I've recently read Behind the Beautiful Forevers by Katherine Boo. It's a true story following the lives of a number of people in Mumbai, India, who live in a slum near the international airport. The title comes from the billboard at one edge of their slum, which promises 'Beautiful Forevers' to those passing through the airport. There was much that was challenging in the book, but the thing that really got me was the size of the dwellings.
The main family we follow in the book live in a hut so small that several family members sleep outside every night. There is simply not enough space on the floor for the whole family to lie down flat.
If you removed the bath from just one of our bathrooms, there would be plenty of space for all three people who live in my house to lie flat. And that's just considering one of our bathrooms - we have a separate toilet, another bathroom, three double
bedrooms, a separate kitchen and a large lounge/dining
area as well! No one in our house is going to be sleeping on the bathroom floor any time soon; let alone under the stars.

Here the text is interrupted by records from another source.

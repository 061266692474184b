//! Common test utilities and helpers
//!
//! - In-memory application state and a `TestServer` around the real router
//! - Registration and login helpers
//! - Flash redirect assertions

#![allow(dead_code)]

use std::sync::Arc;

use axum::http::StatusCode;
use axum_test::{TestResponse, TestServer};
use serde_json::json;

use neighborly::backend::auth::{PasswordHasher, TokenIssuer};
use neighborly::backend::routes::create_router;
use neighborly::backend::server::AppState;
use neighborly::backend::store::{SqliteStore, Store};

pub const TEST_SECRET: &str = "test-secret";
pub const TEST_PASSWORD: &str = "password123";

/// Minimum bcrypt cost keeps hashing fast in tests
pub const TEST_BCRYPT_COST: u32 = 4;

pub fn test_tokens() -> TokenIssuer {
    TokenIssuer::new(TEST_SECRET, chrono::Duration::minutes(15))
}

/// Application state over `store`
pub fn state_with_store(store: Arc<dyn Store>) -> AppState {
    AppState::new(
        store,
        Arc::new(test_tokens()),
        PasswordHasher::new(TEST_BCRYPT_COST),
    )
}

/// Application state over a fresh in-memory database
pub async fn test_state() -> AppState {
    let store = SqliteStore::in_memory()
        .await
        .expect("Failed to open in-memory database");
    state_with_store(Arc::new(store))
}

pub fn test_server(state: AppState) -> TestServer {
    TestServer::new(create_router(state)).expect("Failed to create test server")
}

pub async fn register(server: &TestServer, name: &str, email: &str) -> TestResponse {
    server
        .post("/register")
        .json(&json!({
            "name": name,
            "email": email,
            "password": TEST_PASSWORD,
        }))
        .await
}

pub async fn login(server: &TestServer, email: &str, password: &str) -> TestResponse {
    server
        .post("/login")
        .json(&json!({ "email": email, "password": password }))
        .await
}

/// Register a user and return a bearer token for them
pub async fn register_and_login(server: &TestServer, name: &str, email: &str) -> String {
    register(server, name, email).await.assert_status(StatusCode::CREATED);

    let response = login(server, email, TEST_PASSWORD).await;
    response.assert_status_ok();
    let body: serde_json::Value = response.json();
    body["access_token"]
        .as_str()
        .expect("access_token missing from login response")
        .to_string()
}

/// Assert a 303 redirect to `/` carrying the given flash
pub fn assert_flash(response: &TestResponse, category: &str, message: &str) {
    assert_eq!(response.status_code(), StatusCode::SEE_OTHER);
    assert_eq!(response.header("location"), "/");
    assert_eq!(response.header("x-flash-category"), category);
    assert_eq!(response.header("x-flash-message"), message);
}
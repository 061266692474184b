//! Neighborly - Main Library
//!
//! Neighborly is a small neighborhood bulletin backend: residents register,
//! log in with a bearer token, announce community events and publish short
//! posts that only their author may remove.
//!
//! # Module Structure
//!
//! - **`shared`** - Wire types exchanged with clients
//!   - Event and post records, request bodies
//!   - Field validation errors
//!
//! - **`backend`** - Server-side code
//!   - Axum HTTP server, routes and auth middleware
//!   - Password hashing, JWT issuance and verification
//!   - Ownership checks on mutating routes
//!   - SQLite persistence behind the `Store` trait
//!
//! # Usage
//!
//! ```rust,no_run
//! use neighborly::backend::server::{config::ServerConfig, init::create_app};
//!
//! # async fn example() -> Result<(), Box<dyn std::error::Error>> {
//! let config = ServerConfig::from_env()?;
//! let app = create_app(&config).await?;
//! // Serve `app` with axum::serve
//! # Ok(())
//! # }
//! ```
//!
//! # Error Handling
//!
//! - `Result<T, E>` for fallible operations
//! - `shared::error::SharedError` for field validation
//! - `backend::error::BackendError` at the HTTP boundary, rendered as JSON

/// Shared types and data structures
pub mod shared;

/// Backend server-side code
pub mod backend;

When brought up short by realities like this, I sometimes wonder if we should just give everything away.
If I became homeless, I'm pretty confident I wouldn't live all that long. That's my explanation for why severe CFS/ME seems basically unknown outside relatively wealthy communities: people like me are just too fragile to survive elsewhere. But what right do I have to live a good life when my sister who develops CFS/ME in a Mumbai slum dies soon after becoming ill? No right, obviously: God loves us both equally, and it's only chance that means I was born here and she was born there.
So far our response to questions like this has been to live simply (at least with respect to what would be possible on Martin's salary - our lifestyle is hardly simple by global standards!) and invest what's left over into helping our neighbours.
But right now, when I look at our bathroom and think how many people could sleep in it, it all just feels outrageous.